Exercise brief:
Set down each line of the data below exactly.

Data under study:
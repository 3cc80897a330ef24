use serde::{Deserialize, Serialize};

#[derive(Clone, Debug, Default, PartialEq, Eq, Deserialize, Serialize)]
#[serde(rename_all = "camelCase")]
pub struct Subnet {
    pub id: String,
    pub display_name: Option<String>,
    pub cidr_block: String,
    pub vcn_id: Option<String>,
}

#[derive(Clone, Debug, Default, PartialEq, Eq, Deserialize, Serialize)]
#[serde(rename_all = "camelCase")]
pub struct NetworkSecurityGroup {
    pub id: String,
    pub display_name: Option<String>,
    pub vcn_id: Option<String>,
}

// === impl Subnet ===

impl Subnet {
    pub fn cidr(&self) -> Result<nsg_preflight_core::IpNet, nsg_preflight_core::ParseError> {
        match nsg_preflight_core::Target::cidr(&self.cidr_block)? {
            nsg_preflight_core::Target::Cidr(net) => Ok(net),
            _ => Err(nsg_preflight_core::ParseError::InvalidCidr(
                self.cidr_block.clone(),
            )),
        }
    }
}

// === impl NetworkSecurityGroup ===

impl NetworkSecurityGroup {
    pub fn display_name(&self) -> &str {
        self.display_name.as_deref().unwrap_or(&self.id)
    }
}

Reply:
repository 3cc80897a330ef24
use serde::{Deserialize, Serialize};

#[derive(Clone, Debug, Default, PartialEq, Eq, Deserialize, Serialize)]
#[serde(rename_all = "camelCase")]
pub struct Subnet {
    pub id: String,
    pub display_name: Option<String>,
    pub cidr_block: String,
    pub vcn_id: Option<String>,
}

#[derive(Clone, Debug, Default, PartialEq, Eq, Deserialize, Serialize)]
#[serde(rename_all = "camelCase")]
pub struct NetworkSecurityGroup {
    pub id: String,
    pub display_name: Option<String>,
    pub vcn_id: Option<String>,
}

// === impl Subnet ===

impl Subnet {
    pub fn cidr(&self) -> Result<nsg_preflight_core::IpNet, nsg_preflight_core::ParseError> {
        match nsg_preflight_core::Target::cidr(&self.cidr_block)? {
            nsg_preflight_core::Target::Cidr(net) => Ok(net),
            _ => Err(nsg_preflight_core::ParseError::InvalidCidr(
                self.cidr_block.clone(),
            )),
        }
    }
}

// === impl NetworkSecurityGroup ===

impl NetworkSecurityGroup {
    pub fn display_name(&self) -> &str {
        self.display_name.as_deref().unwrap_or(&self.id)
    }
}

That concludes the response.